En zone froide et tempérée, les arbres connaissent un ralentissement de l’activité métabolique qui commence en automne et leur permet de résister au froid hivernal (au gel en particulier). Cette dormance doit être levée au printemps, et pour cela l’arbre a besoin d'avoir subi une certaine quantité de froid en automne-hiver. Une fois ce seuil atteint, les bourgeons, également en dormance doivent eux-accumuler une certaine quantité de calories, pour alors débourrer et le cas échéant fleurir.
Si l'hiver est trop chaud (ce qui se produit plus souvent à basse altitude), l'arbre n'accumule pas assez de froid. Sa dormance est alors allongée ou ne se lève pas du tout. Une étude conduite par Daphné Asse et publiée dans Nature (2015) a été conduite sur la base de données phénologiques (issues du programme Phénoclim, de sciences participatives). Elle confirme la théorie contre intuitive qui est que des automne, hiver et printemps anormalement chauds n'accélèrent pas le développement phénologique de l'arbre, mais au contraire le ralentissent. D'autres phénomènes comme la pollution lumineuse peuvent aussi jouer un rôle à retardant fortement (de plus d'un mois parfois) le jaunissement puis la chute des feuilles. Ces perturbations de la dormance et de la phénologie ont des conséquences en cascade pour les espèces qui dépendent directement ou indirectement des arbres.
La dormance des végétaux est spécialement étudiée chez les arbres fruitiers. Un double mécanisme bien précis adapte leur phénologie à la saisonnalité, d'une part sur la base de la durée du jour et d'autre part sur celle du temps de refroidissement ou de réchauffement cumulé. Les deux mécanismes se chevauchent et interagissent. Elles utilisent une horloge moléculaire et une succession d'événements épigénétiques. Les gènes MADS-box sont actifs dans ces détections et dans le déclenchement de la floraison et de la dormance. L'épigénétique donne de la plasticité qui va jusqu'à la réversibilité dans le cadre d'un calendrier contraint[18].

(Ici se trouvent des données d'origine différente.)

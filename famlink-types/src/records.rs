//! Durable records and derived views.
//!
//! These are the shapes persisted by the storage layer and presented to
//! clients. JSON field names follow the interchange format (camelCase,
//! epoch-millisecond timestamps).

use crate::ids::{
    ConversationId, MessageId, NotificationId, PairCode, RelationshipId, Seq, UserId,
};
use crate::time::EpochMillis;
use serde::{Deserialize, Serialize};

/// Role claim supplied by the identity provider.
#[derive(Debug, Clone, Copy, PartialEq, Eq, Hash, Serialize, Deserialize)]
#[serde(rename_all = "lowercase")]
pub enum Role {
    /// A parent account.
    Parent,
    /// A child device account.
    Child,
}

/// A short-lived single-use pairing code record.
///
/// At most one unconsumed, unexpired code exists per issuer at a time;
/// issuing a new code revokes the previous one.
#[derive(Debug, Clone, PartialEq, Eq, Serialize, Deserialize)]
#[serde(rename_all = "camelCase")]
pub struct PairingCode {
    /// The code value shown to the user.
    pub code: PairCode,
    /// The user (child device) that requested the code.
    pub issuer_id: UserId,
    /// When the code was issued.
    pub created_at: EpochMillis,
    /// When the code stops being redeemable.
    pub expires_at: EpochMillis,
    /// Whether the code has been redeemed. Single-use: this transition
    /// happens at most once, atomically.
    pub consumed: bool,
}

impl PairingCode {
    /// Whether the code is past its expiry at the given instant.
    pub fn is_expired(&self, now: EpochMillis) -> bool {
        now >= self.expires_at
    }
}

/// The durable parent↔child association created by code redemption.
///
/// A child belongs to at most one active relationship; a parent may own
/// many.
#[derive(Debug, Clone, PartialEq, Eq, Serialize, Deserialize)]
#[serde(rename_all = "camelCase")]
pub struct Relationship {
    /// Unique identifier for this relationship.
    pub id: RelationshipId,
    /// The parent account.
    pub parent_id: UserId,
    /// The child device account.
    pub child_id: UserId,
    /// Human-readable name for the child device.
    pub device_name: String,
    /// The code that was redeemed to create this relationship.
    pub pair_code: PairCode,
    /// When the pairing completed.
    pub paired_at: EpochMillis,
    /// False once unpaired. Inactive relationships are kept for history
    /// but resolve no conversation and receive no presence tracking.
    pub is_active: bool,
}

impl Relationship {
    /// The conversation shared by this pair.
    pub fn conversation_id(&self) -> ConversationId {
        ConversationId::for_pair(&self.parent_id, &self.child_id)
    }

    /// The member of the pair that is not `user`, if `user` is a member.
    pub fn peer_of(&self, user: &UserId) -> Option<&UserId> {
        if *user == self.parent_id {
            Some(&self.child_id)
        } else if *user == self.child_id {
            Some(&self.parent_id)
        } else {
            None
        }
    }
}

/// Category of a conversation message.
#[derive(Debug, Clone, Copy, PartialEq, Eq, Hash, Serialize, Deserialize)]
#[serde(rename_all = "lowercase")]
pub enum MessageKind {
    /// Free-form chat text.
    Text,
    /// A screen-time reminder.
    Reminder,
    /// An encouragement nudge.
    Encouragement,
    /// A limit warning.
    Warning,
    /// Client-defined category.
    Custom,
}

/// A message within a conversation.
///
/// `sent_at` is assigned by the store and is monotonically non-decreasing
/// within a conversation; `seq` breaks ties. `read_at` is only ever set
/// after `delivered_at`.
#[derive(Debug, Clone, PartialEq, Eq, Serialize, Deserialize)]
#[serde(rename_all = "camelCase")]
pub struct Message {
    /// Unique identifier for this message.
    pub id: MessageId,
    /// The conversation this message belongs to.
    pub conversation_id: ConversationId,
    /// The user that sent the message.
    pub sender_id: UserId,
    /// Message body.
    pub text: String,
    /// Store-assigned send timestamp.
    pub sent_at: EpochMillis,
    /// When the recipient's client acknowledged receipt.
    pub delivered_at: Option<EpochMillis>,
    /// When the recipient read the message.
    pub read_at: Option<EpochMillis>,
    /// Message category.
    #[serde(rename = "type")]
    pub kind: MessageKind,
    /// Store-assigned insertion sequence within the conversation.
    pub seq: Seq,
}

/// Ephemeral typing indicator for one user in one conversation.
///
/// A liveness lease, not a durable record: without renewal inside the
/// debounce window it expires and an implicit `isTyping=false` is
/// published, so a stuck indicator cannot outlive an unclean disconnect.
#[derive(Debug, Clone, PartialEq, Eq, Serialize, Deserialize)]
#[serde(rename_all = "camelCase")]
pub struct TypingState {
    /// The conversation the user is typing in.
    pub conversation_id: ConversationId,
    /// The user composing.
    pub user_id: UserId,
    /// Whether the user is currently typing.
    pub is_typing: bool,
    /// When the lease was last renewed.
    pub updated_at: EpochMillis,
}

/// Last-seen record for a paired device.
#[derive(Debug, Clone, PartialEq, Eq, Serialize, Deserialize)]
#[serde(rename_all = "camelCase")]
pub struct DeviceHeartbeat {
    /// The relationship whose child device reported the heartbeat.
    pub relationship_id: RelationshipId,
    /// When the device last reported.
    pub last_seen_at: EpochMillis,
}

/// Derived presence view for a paired device.
///
/// `is_online` is a pure function of heartbeat recency against the
/// configured threshold, recomputed on every scheduled poll.
#[derive(Debug, Clone, PartialEq, Eq, Serialize, Deserialize)]
#[serde(rename_all = "camelCase")]
pub struct DevicePresence {
    /// The relationship this presence belongs to.
    pub relationship_id: RelationshipId,
    /// The child account behind the device.
    pub child_id: UserId,
    /// Human-readable device name.
    pub device_name: String,
    /// Whether the device reported a heartbeat within the threshold.
    pub is_online: bool,
    /// Consecutive polls that found the device stale. Resets on the next
    /// heartbeat.
    pub missed_heartbeats: u32,
    /// When the device last reported, if it ever has.
    pub last_seen_at: Option<EpochMillis>,
}

/// Category of a user-facing notification.
#[derive(Debug, Clone, Copy, PartialEq, Eq, Hash, Serialize, Deserialize)]
#[serde(rename_all = "lowercase")]
pub enum NotificationKind {
    /// A new conversation message arrived.
    Message,
    /// A pairing completed.
    Pairing,
    /// A relationship was unlinked.
    Unlink,
    /// A screen-time limit warning fired.
    Warning,
}

/// A user-facing notification record.
///
/// Created by the notification router; mutated only by the recipient
/// (mark-read, delete), never by the originating side.
#[derive(Debug, Clone, PartialEq, Eq, Serialize, Deserialize)]
#[serde(rename_all = "camelCase")]
pub struct Notification {
    /// Unique identifier for this notification.
    pub id: NotificationId,
    /// The user this notification is addressed to.
    pub recipient_id: UserId,
    /// Notification category.
    #[serde(rename = "type")]
    pub kind: NotificationKind,
    /// Short headline.
    pub title: String,
    /// Body text.
    pub body: String,
    /// When the router created the record.
    pub created_at: EpochMillis,
    /// When the recipient marked it read.
    pub read_at: Option<EpochMillis>,
}

impl Notification {
    /// Whether the recipient has marked this notification read.
    pub fn is_read(&self) -> bool {
        self.read_at.is_some()
    }
}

La dormance des bactéries est une nuisance en médecine, parce que leur métabolisme ralenti les protège de nombreux traitements antibiotiques. Chez Escherichia coli par exemple, la proportion de bactéries dormantes est de 0,01 % en moyenne, mais peut varier de moins de 0,001 % à plus de 1 % selon les souches et les conditions de culture[19].
Plusieurs molécules peuvent déclencher la mise en dormance. Le peptide HokB, par exemple, forme des paires liées (des dimères) qui s'insèrent dans la membrane sous la forme d'un pore, par lequel s'échappe l'ATP, molécule indispensable au métabolisme. De plus, il empêche aussi la production d'ATP, les antibiotiques ciblant la production d'ATP devenant ainsi inefficaces.
Le mécanisme du réveil est resté incompris jusqu'en 2019. L'enzyme Dsbc découpe les dimères de HokB en peptides simples, qui sont ensuite dégradés par la peptidase DegQ. D'autres enzymes interviennent dans le réveil, comme le complexe I, il reste donc différents mécanismes à élucider[19],[20].